On Monday, Jan. 6, Spear’s car broke down on the highway near the central city of Puerto Cabello. As they waited to be towed, they were approached by thugs. The details are sketchy, but in the end, she and her husband were gunned down, senselessly murdered. Their daughter was wounded, but survived.
Spear’s horrific story is part of a broader trend. Venezuela has become one of the most dangerous countries on Earth. The reputable Venezuelan NGO Observatorio Venezolano de Violencia reports that in 2013, there were 24,763 murders in Venezuela, up from 21,600 a year earlier. The murder rate was 79 per 100,000 inhabitants. As a comparison, the rate in Mexico last year was 22 per 100,000 people. (Tellingly, the government does not publish reliable murder statistics.)
The worst part about this problem is that it is only getting worse. In 1998, before Hugo Chávez first took office, there were 19 murders per 100,000 inhabitants. Back then, Venezuela was dangerous, but only slightly more so than the average Latin America country, and certainly less dangerous than places like neighboring Colombia. Last year, Colombia’s murder rate was 50 percent lower than Venezuela’s. (In the photo above, a policeman guards a building shortly after a fatal shootout in Caracas.)
There are numerous explanations for why Venezuela has gotten so dangerous.
Venezuela is awash with guns. The problem, though, is with who owns the guns. No matter where you stand on the gun control issue, even the most conservative, gun-loving person in the world would have to agree that irresponsible gun ownership and complete lawlessness is a dangerous combination. Many Venezuelans who own guns are engaged in drug smuggling, gasoline smuggling, and other sorts of black market activities — a fact that only highlights the complete breakdown of law and order.
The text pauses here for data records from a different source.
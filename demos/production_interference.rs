//! Production interference demo: per-pole decomposition.
//!
//! Two poles feeding the same channels through a shared unitarization
//! denominator interfere; this sweep prints the full production intensity
//! next to the single-pole and background pieces so the interference
//! pattern (full ≠ sum of pieces' intensities) is visible.

use kmatrix_sim::prelude::*;

fn main() {
    println!("═══ Two-pole production amplitude decomposition ═══");
    println!();

    let channels = vec![Channel::s_wave(0.3, 0.3), Channel::s_wave(0.5, 0.5)];
    let kmatrix = KMatrix::new(vec![
        Pole::new(1.4, vec![0.8, 0.4]),
        Pole::new(2.1, vec![-0.3, 1.1]),
    ])
    .unwrap();
    let tmatrix = TMatrix::new(kmatrix, channels).unwrap();

    let production = ProductionAmplitude::new(
        &tmatrix,
        vec![Complex64::new(1.0, 0.0), Complex64::new(0.0, 0.8)],
        vec![Complex64::new(0.2, 0.0), Complex64::new(0.1, 0.0)],
    )
    .unwrap();

    println!("channel 0 intensities |A₀|²·2Reρ₀·m:");
    println!();
    println!("  m (GeV)      full    pole 1    pole 2    background");
    println!("  ───────     ─────    ──────    ──────    ──────────");
    for &m in &mass_grid(0.9, 2.6, 33) {
        let mc = Complex64::new(m, 0.0);
        let ps = 2.0 * rho(&tmatrix.channels()[0], mc, DEFAULT_PHI).unwrap().re * m;

        let full = production.amplitude(mc, DEFAULT_PHI).unwrap()[0].norm_sqr() * ps;
        let p1 = production.pole_contribution(0, mc, DEFAULT_PHI).unwrap()[0].norm_sqr() * ps;
        let p2 = production.pole_contribution(1, mc, DEFAULT_PHI).unwrap()[0].norm_sqr() * ps;
        let bg = production.background_contribution(mc, DEFAULT_PHI).unwrap()[0].norm_sqr() * ps;

        println!(
            "  {:.3}    {:>7.4}   {:>7.4}   {:>7.4}   {:>7.4}",
            m, full, p1, p2, bg
        );
    }

    println!();
    println!("The complex amplitudes add before squaring, so the full curve");
    println!("dips where the pole pieces are out of phase.");
}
The police force, if at all present, is simply there to be bribed.
The problem is compounded in the justice system. According to the Organization of American States, Venezuela has far fewer prosecutors — 2.47 per every 100,000 inhabitants — than a country of its size requires. It also has only 6.86 judges per 100,000 inhabitants, far fewer than it should have, a way below the norm on the continent. In comparison, Chile, a less violent country, has 50.41 judges per 100,000 inhabitants.
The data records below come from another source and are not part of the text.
//! # kmatrix-sim
//!
//! Numerical core of an interactive K-matrix teaching notebook: multichannel
//! scattering and production amplitudes evaluated from a handful of
//! closed-form formulas plus one small complex matrix inversion.
//!
//! ## Physics
//!
//! The interaction between N two-body channels is parametrized by a real
//! symmetric K-matrix built from resonance poles and a smooth background,
//!
//!   K(m) = Σ_v g⃗_v·g⃗_vᵀ / (M_v² − m²) + B
//!
//! and unitarized by the phase-space denominator
//!
//!   T(m) = [I − i·K(m)·diag(ρ(m))]⁻¹ · K(m)
//!
//! where ρ is the analytic two-body phase-space factor with an explicit
//! branch-cut angle φ (default −π/2) selecting the Riemann sheet. Production
//! amplitudes reuse the same denominator with a vector numerator, so their
//! per-pole pieces decompose additively for interference plots.
//!
//! Everything is a pure function of (parameters, mass point): the sliders of
//! the original notebook become reconstruction with new parameter values,
//! and each plotted curve is a plain sweep over a mass grid.
//!
//! ## Usage
//!
//! ```
//! use kmatrix_sim::prelude::*;
//!
//! // a0(980)-like single pole coupled to two channels.
//! let channels = vec![Channel::s_wave(0.548, 0.135), Channel::s_wave(0.493, 0.497)];
//! let kmatrix = KMatrix::new(vec![Pole::new(0.98, vec![0.6, 1.2])]).unwrap();
//! let tmatrix = TMatrix::new(kmatrix, channels).unwrap();
//!
//! let t = tmatrix.amplitude(Complex64::new(1.05, 0.0), DEFAULT_PHI).unwrap();
//! assert!(t[(0, 0)].is_finite());
//! ```

pub mod channel;
pub mod cmatrix;
pub mod error;
pub mod kmatrix;
pub mod observables;
pub mod phase_space;
pub mod production;
pub mod tmatrix;

pub mod prelude {
    pub use crate::channel::Channel;
    pub use crate::cmatrix::CMatrix;
    pub use crate::error::KmatError;
    pub use crate::kmatrix::{KMatrix, Pole};
    pub use crate::observables::{
        breit_wigner, cross_section, flatte, mass_grid, phase_shift, production_cross_section,
        scan_amplitude, scan_cross_section, scan_production, width_from_couplings,
        AmplitudePoint, CrossSectionPoint,
    };
    pub use crate::phase_space::{rho, DEFAULT_PHI};
    pub use crate::production::ProductionAmplitude;
    pub use crate::tmatrix::TMatrix;

    pub use num_complex::Complex64;
}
The result is that the justice system has simply stopped working. That is why roughly six out of every ten crimes goes unreported. It is also why few of the crimes that are prosecuted end in a conviction.
In spite of this tragedy, not all Venezuelans accuse the government of being soft on crime. A recent opinion poll showed that while roughly 60 percent of Venezuelans blame the government for the country’s electricity crisis, only half blame it for the crime wave.
Venezuela has recently renewed efforts to promote tourism in the country. In one of the saddest ironies of the Spear saga, Ms. Spear’s late husband was involved in promoting sustainable tourism in the country through his ownership of a local travel agency. My country indeed offers amazing sights. But when popular celebrities are gunned down for no reason, one has to conclude Venezuela has become completely unsafe for tourists — or anyone else for that matter.